How has citizen journalism helped our understanding of a particular news event?


Image Source:

On the 22nd of November 1963, an event captured on film by Abraham Zapruder, a Russian Jewish immigrant, took place which shook the entire world, the assassination of President John F Kennedy.

Abraham Zapruder, a clothing manufacturer who was living in Dallas, Texas at the time, is the perfect example for how citizen journalism has helped our understanding of a particular news event.

There were three copies of Abraham’s footage, a quote to support this is “Officially, the Zapruder film was developed in Dallas on the afternoon of November 22 1963. Zapruder had three extra copies made, two of which were given to the secret service, who, on November 23, 1963, gave one copy to the FBI. The original and third copy were sold to LIFE on November 23,, 1963, for USD 150,000” (2012). As stated in the quote one was given to the secret service, the other to the FBI and the other was sold to LIFE magazine for $150,000. The footage has been seen by millions of people from around the world, although if asked it is highly unlikely anyone would know where the footage had come from.

There are even news articles about how he almost didn’t take his camera with him that day, it’s really difficult to imagine how difficult it may have been on the investigation without that film. His 26 seconds of film became vital to the investigation, as stated in an article by the Daily Mail, Zapruder’s film had allowed investigators to establish intervals between gun shots.

It is arguable that if it hadn’t been for the film, the investigation wouldn’t have progressed as it did and they may never have arrested the killer, Lee Harvey Oswald.

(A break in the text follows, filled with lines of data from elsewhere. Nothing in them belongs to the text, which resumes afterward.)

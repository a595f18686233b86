//! CLI command implementations

use anyhow::Context;
use graphfold_core::{
    CompactionConfig, FilteredGraphView, FullIndex, HidingGraph, PermanentLayout, ShortIndex,
    load_snapshot,
};
use std::path::Path;

type View = FilteredGraphView<HidingGraph, PermanentLayout>;

pub fn load_config(path: Option<&Path>) -> anyhow::Result<CompactionConfig> {
    let Some(path) = path else {
        return Ok(CompactionConfig::default());
    };
    let text = std::fs::read_to_string(path)
        .with_context(|| format!("reading config {}", path.display()))?;
    let config = CompactionConfig::from_toml_str(&text)
        .with_context(|| format!("parsing config {}", path.display()))?;
    tracing::debug!("Block size {} from {}", config.block_size, path.display());
    Ok(config)
}

fn open_view(path: &Path, config: CompactionConfig) -> anyhow::Result<View> {
    let snapshot = load_snapshot(path).with_context(|| format!("loading {}", path.display()))?;
    let (graph, layout) = snapshot.into_parts()?;
    let view = FilteredGraphView::with_config(graph, layout, config)?;
    tracing::info!(
        "Loaded {}: {} of {} nodes visible",
        path.display(),
        view.nodes_count(),
        view.compaction().long_size()
    );
    Ok(view)
}

pub fn show(path: &Path, config: CompactionConfig, reveal: &[usize], hide: &[usize]) -> anyhow::Result<()> {
    let mut view = open_view(path, config)?;

    let reveal: Vec<FullIndex> = reveal.iter().copied().map(FullIndex).collect();
    let hide: Vec<FullIndex> = hide.iter().copied().map(FullIndex).collect();
    view.modify(|graph, listeners| -> graphfold_core::Result<()> {
        graph.set_visible(&reveal, true, listeners)?;
        graph.set_visible(&hide, false, listeners)
    })?;

    println!(
        "visible {} of {} nodes",
        view.nodes_count(),
        view.compaction().long_size()
    );
    println!("{:<6} {:<6} {:<10} {:<5} {:<5} {:<12} {}", "short", "full", "type", "rank", "head", "up", "down");

    let layout = view.layout();
    for s in 0..view.nodes_count() {
        let short = ShortIndex(s);
        let long = view.compaction().long_index(short)?;
        let head = match layout.one_head_of(short) {
            Ok(head) => head.to_string(),
            Err(e) => {
                tracing::warn!("No head for {}: {}", short, e);
                "-".to_string()
            }
        };
        println!(
            "{:<6} {:<6} {:<10} {:<5} {:<5} {:<12} {}",
            s,
            long.to_string(),
            format!("{:?}", view.node_type(short)?).to_lowercase(),
            layout.rank_of(short)?,
            head,
            join(&view.up_nodes(short)?),
            join(&view.down_nodes(short)?)
        );
    }
    Ok(())
}

pub fn check(path: &Path, config: CompactionConfig) -> anyhow::Result<()> {
    let view = open_view(path, config)?;
    view.check_consistency()
        .with_context(|| format!("checking {}", path.display()))?;
    println!(
        "ok: {} nodes, {} visible, block size {}",
        view.compaction().long_size(),
        view.nodes_count(),
        view.compaction().block_size()
    );
    Ok(())
}

fn join(nodes: &[ShortIndex]) -> String {
    let parts: Vec<String> = nodes.iter().map(|n| n.to_string()).collect();
    format!("[{}]", parts.join(","))
}
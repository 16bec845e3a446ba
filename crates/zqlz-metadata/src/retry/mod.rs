//! Bounded retry for metadata loads
//!
//! The lazy caches never retry on their own: a failed fetch leaves them
//! unloaded and hands the error back. Callers that want another go wrap the
//! load in [`retry_with_policy`].
//!
//! ```ignore
//! let policy = RetryPolicy::new(3, BackoffStrategy::new(100, 2_000).with_jitter(true));
//! let partitions = retry_with_policy(&policy, &monitor, MetadataError::is_transient, |_| {
//!     table.partitions(conn.as_ref(), &monitor)
//! })
//! .await?;
//! ```

mod backoff;
mod policy;

#[cfg(test)]
mod tests;

pub use backoff::BackoffStrategy;
pub use policy::{RetryPolicy, retry_with_policy};
//! Tests for the retry module

use super::*;
use crate::error::MetadataError;
use std::sync::atomic::{AtomicU32, Ordering};
use std::time::Duration;
use zqlz_core::{TaskMonitor, VoidProgressMonitor, ZqlzError};

fn connectivity() -> MetadataError {
    MetadataError::Connectivity(ZqlzError::Connection("reset by peer".into()))
}

fn query_failure() -> MetadataError {
    MetadataError::Query {
        kind: "partitions",
        parent: "SCOTT.SALES".into(),
        source: ZqlzError::Query("ORA-01031: insufficient privileges".into()),
    }
}

mod backoff_tests {
    use super::*;

    #[test]
    fn test_backoff_exponential_growth() {
        let backoff = BackoffStrategy::new(100, 30_000);
        assert_eq!(backoff.calculate_delay(0), Duration::from_millis(100));
        assert_eq!(backoff.calculate_delay(1), Duration::from_millis(200));
        assert_eq!(backoff.calculate_delay(3), Duration::from_millis(800));
    }

    #[test]
    fn test_backoff_capped() {
        let backoff = BackoffStrategy::new(100, 1000);
        assert_eq!(backoff.calculate_delay(10), Duration::from_millis(1000));
        assert_eq!(backoff.calculate_delay(u32::MAX), Duration::from_millis(1000));
    }

    #[test]
    fn test_backoff_custom_multiplier() {
        let backoff = BackoffStrategy::new(100, 30_000).with_multiplier(3.0);
        assert_eq!(backoff.calculate_delay(2), Duration::from_millis(900));
    }

    #[test]
    fn test_backoff_jitter_stays_within_quarter() {
        let backoff = BackoffStrategy::new(1000, 30_000).with_jitter(true);
        for _ in 0..50 {
            let delay = backoff.calculate_delay(0);
            assert!(
                delay >= Duration::from_millis(750) && delay <= Duration::from_millis(1250),
                "delay {:?} outside 750..=1250ms",
                delay
            );
        }
    }

    #[test]
    fn test_backoff_bounds_are_normalised() {
        let backoff = BackoffStrategy::new(0, 0).with_multiplier(0.5);
        assert_eq!(backoff.initial_delay(), Duration::from_millis(1));
        assert_eq!(backoff.max_delay(), Duration::from_millis(1));
        assert_eq!(backoff.multiplier(), 1.0);
        assert!(!backoff.has_jitter());
    }
}

mod policy_tests {
    use super::*;

    #[test]
    fn test_policy_has_at_least_one_attempt() {
        assert_eq!(RetryPolicy::new(0, BackoffStrategy::default()).max_attempts(), 1);
        assert_eq!(RetryPolicy::no_retry().max_attempts(), 1);
        assert_eq!(RetryPolicy::default().max_attempts(), 3);
    }

    #[tokio::test(start_paused = true)]
    async fn test_succeeds_after_transient_failures() {
        let calls = AtomicU32::new(0);
        let policy = RetryPolicy::new(3, BackoffStrategy::new(10, 100));

        let result = retry_with_policy(
            &policy,
            &VoidProgressMonitor,
            MetadataError::is_transient,
            |attempt| {
                calls.fetch_add(1, Ordering::SeqCst);
                async move {
                    if attempt < 2 {
                        Err(connectivity())
                    } else {
                        Ok(attempt)
                    }
                }
            },
        )
        .await;

        assert_eq!(result.unwrap(), 2);
        assert_eq!(calls.load(Ordering::SeqCst), 3);
    }

    #[tokio::test(start_paused = true)]
    async fn test_stops_when_attempts_exhausted() {
        let calls = AtomicU32::new(0);
        let policy = RetryPolicy::new(2, BackoffStrategy::new(10, 100));

        let result: Result<(), _> = retry_with_policy(
            &policy,
            &VoidProgressMonitor,
            MetadataError::is_transient,
            |_| {
                calls.fetch_add(1, Ordering::SeqCst);
                async { Err(connectivity()) }
            },
        )
        .await;

        assert!(matches!(result, Err(MetadataError::Connectivity(_))));
        assert_eq!(calls.load(Ordering::SeqCst), 2);
    }

    #[tokio::test(start_paused = true)]
    async fn test_non_retryable_error_returns_immediately() {
        let calls = AtomicU32::new(0);
        let policy = RetryPolicy::new(5, BackoffStrategy::new(10, 100));

        let result: Result<(), _> = retry_with_policy(
            &policy,
            &VoidProgressMonitor,
            MetadataError::is_transient,
            |_| {
                calls.fetch_add(1, Ordering::SeqCst);
                async { Err(query_failure()) }
            },
        )
        .await;

        assert!(matches!(result, Err(MetadataError::Query { .. })));
        assert_eq!(calls.load(Ordering::SeqCst), 1);
    }

    #[tokio::test(start_paused = true)]
    async fn test_cancellation_before_first_attempt() {
        let monitor = TaskMonitor::new();
        monitor.cancel();
        let calls = AtomicU32::new(0);

        let result: Result<(), _> = retry_with_policy(
            &RetryPolicy::default(),
            &monitor,
            MetadataError::is_transient,
            |_| {
                calls.fetch_add(1, Ordering::SeqCst);
                async { Ok(()) }
            },
        )
        .await;

        assert!(matches!(result, Err(MetadataError::Cancelled)));
        assert_eq!(calls.load(Ordering::SeqCst), 0);
    }

    #[tokio::test(start_paused = true)]
    async fn test_cancellation_interrupts_backoff() {
        let monitor = TaskMonitor::new();
        let calls = AtomicU32::new(0);
        // Long backoff: only cancellation can end the sleep in time.
        let policy = RetryPolicy::new(10, BackoffStrategy::new(60_000, 60_000));

        let result: Result<(), _> = retry_with_policy(
            &policy,
            &monitor,
            MetadataError::is_transient,
            |_| {
                calls.fetch_add(1, Ordering::SeqCst);
                monitor.cancel();
                async { Err(connectivity()) }
            },
        )
        .await;

        assert!(matches!(result, Err(MetadataError::Cancelled)));
        assert_eq!(calls.load(Ordering::SeqCst), 1);
    }
}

In another article on the Daily Mail that supports the rise of citizen journalism, Chris Shaw, ITN Productions editorial director, explains how citizen journalism may be beneficial in gathering news and footage in places like Syria, as those are places where it can be difficult for journalists to tread.

The truth is, we are surrounded by citizen journalism, and it is thanks to the great wide web and the advancement of technology that we have access to it. Journalism is evolving in a way that everyone can contribute and provide information to the public that may not otherwise be presented in major tabloids.